■ Task input

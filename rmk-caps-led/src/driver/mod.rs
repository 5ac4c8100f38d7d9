//! LED device drivers
//!
//! The [`LedDevice`] trait is the interface between the Caps Lock controller and the LED hardware.
//! The device is created and owned by the board code, the controller borrows it.

pub mod gpio;
pub mod pwm;

pub use gpio::GpioLed;
pub use pwm::PwmLed;

/// Errors of LED devices
#[derive(Debug, Clone, Copy, PartialEq, Eq)]
#[cfg_attr(feature = "defmt", derive(defmt::Format))]
pub enum LedError {
    /// The device is not ready, eg. it's suspended or failed to initialize
    NotReady,
    /// The device has no LED at this index
    InvalidIndex(u8),
    /// Brightness is out of 0 ~ 100
    InvalidBrightness(u8),
    /// GPIO error
    Gpio(embedded_hal::digital::ErrorKind),
    /// PWM error
    Pwm(embedded_hal::pwm::ErrorKind),
}

impl LedError {
    /// Errno-style code of the error, used in logs
    pub fn code(&self) -> i32 {
        match self {
            LedError::NotReady => -19,
            LedError::InvalidIndex(_) | LedError::InvalidBrightness(_) => -22,
            LedError::Gpio(_) | LedError::Pwm(_) => -5,
        }
    }
}

/// A group of LEDs addressed by index.
pub trait LedDevice {
    /// Whether the device can accept commands now.
    ///
    /// Readiness can change at runtime, callers should check it before every command.
    fn is_ready(&self) -> bool {
        true
    }

    /// Set the brightness of the LED at `index`, in percent
    fn set_brightness(&mut self, index: u8, percent: u8) -> Result<(), LedError>;

    /// Turn the LED at `index` on
    fn on(&mut self, index: u8) -> Result<(), LedError> {
        self.set_brightness(index, 100)
    }

    /// Turn the LED at `index` off
    fn off(&mut self, index: u8) -> Result<(), LedError> {
        self.set_brightness(index, 0)
    }
}

impl<D: LedDevice + ?Sized> LedDevice for &mut D {
    fn is_ready(&self) -> bool {
        (**self).is_ready()
    }

    fn set_brightness(&mut self, index: u8, percent: u8) -> Result<(), LedError> {
        (**self).set_brightness(index, percent)
    }

    fn on(&mut self, index: u8) -> Result<(), LedError> {
        (**self).on(index)
    }

    fn off(&mut self, index: u8) -> Result<(), LedError> {
        (**self).off(index)
    }
}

■ Problem details
Restate the material above exactly, leaving nothing out.

■ Exercise output
filename rmk-caps-led/src/driver/mod.rs
repository 5ac4c8100f38d7d9
//! LED device drivers
//!
//! The [`LedDevice`] trait is the interface between the Caps Lock controller and the LED hardware.
//! The device is created and owned by the board code, the controller borrows it.

pub mod gpio;
pub mod pwm;

pub use gpio::GpioLed;
pub use pwm::PwmLed;

/// Errors of LED devices
#[derive(Debug, Clone, Copy, PartialEq, Eq)]
#[cfg_attr(feature = "defmt", derive(defmt::Format))]
pub enum LedError {
    /// The device is not ready, eg. it's suspended or failed to initialize
    NotReady,
    /// The device has no LED at this index
    InvalidIndex(u8),
    /// Brightness is out of 0 ~ 100
    InvalidBrightness(u8),
    /// GPIO error
    Gpio(embedded_hal::digital::ErrorKind),
    /// PWM error
    Pwm(embedded_hal::pwm::ErrorKind),
}

impl LedError {
    /// Errno-style code of the error, used in logs
    pub fn code(&self) -> i32 {
        match self {
            LedError::NotReady => -19,
            LedError::InvalidIndex(_) | LedError::InvalidBrightness(_) => -22,
            LedError::Gpio(_) | LedError::Pwm(_) => -5,
        }
    }
}

/// A group of LEDs addressed by index.
pub trait LedDevice {
    /// Whether the device can accept commands now.
    ///
    /// Readiness can change at runtime, callers should check it before every command.
    fn is_ready(&self) -> bool {
        true
    }

    /// Set the brightness of the LED at `index`, in percent
    fn set_brightness(&mut self, index: u8, percent: u8) -> Result<(), LedError>;

    /// Turn the LED at `index` on
    fn on(&mut self, index: u8) -> Result<(), LedError> {
        self.set_brightness(index, 100)
    }

    /// Turn the LED at `index` off
    fn off(&mut self, index: u8) -> Result<(), LedError> {
        self.set_brightness(index, 0)
    }
}

impl<D: LedDevice + ?Sized> LedDevice for &mut D {
    fn is_ready(&self) -> bool {
        (**self).is_ready()
    }

    fn set_brightness(&mut self, index: u8, percent: u8) -> Result<(), LedError> {
        (**self).set_brightness(index, percent)
    }

    fn on(&mut self, index: u8) -> Result<(), LedError> {
        (**self).on(index)
    }

    fn off(&mut self, index: u8) -> Result<(), LedError> {
        (**self).off(index)
    }
}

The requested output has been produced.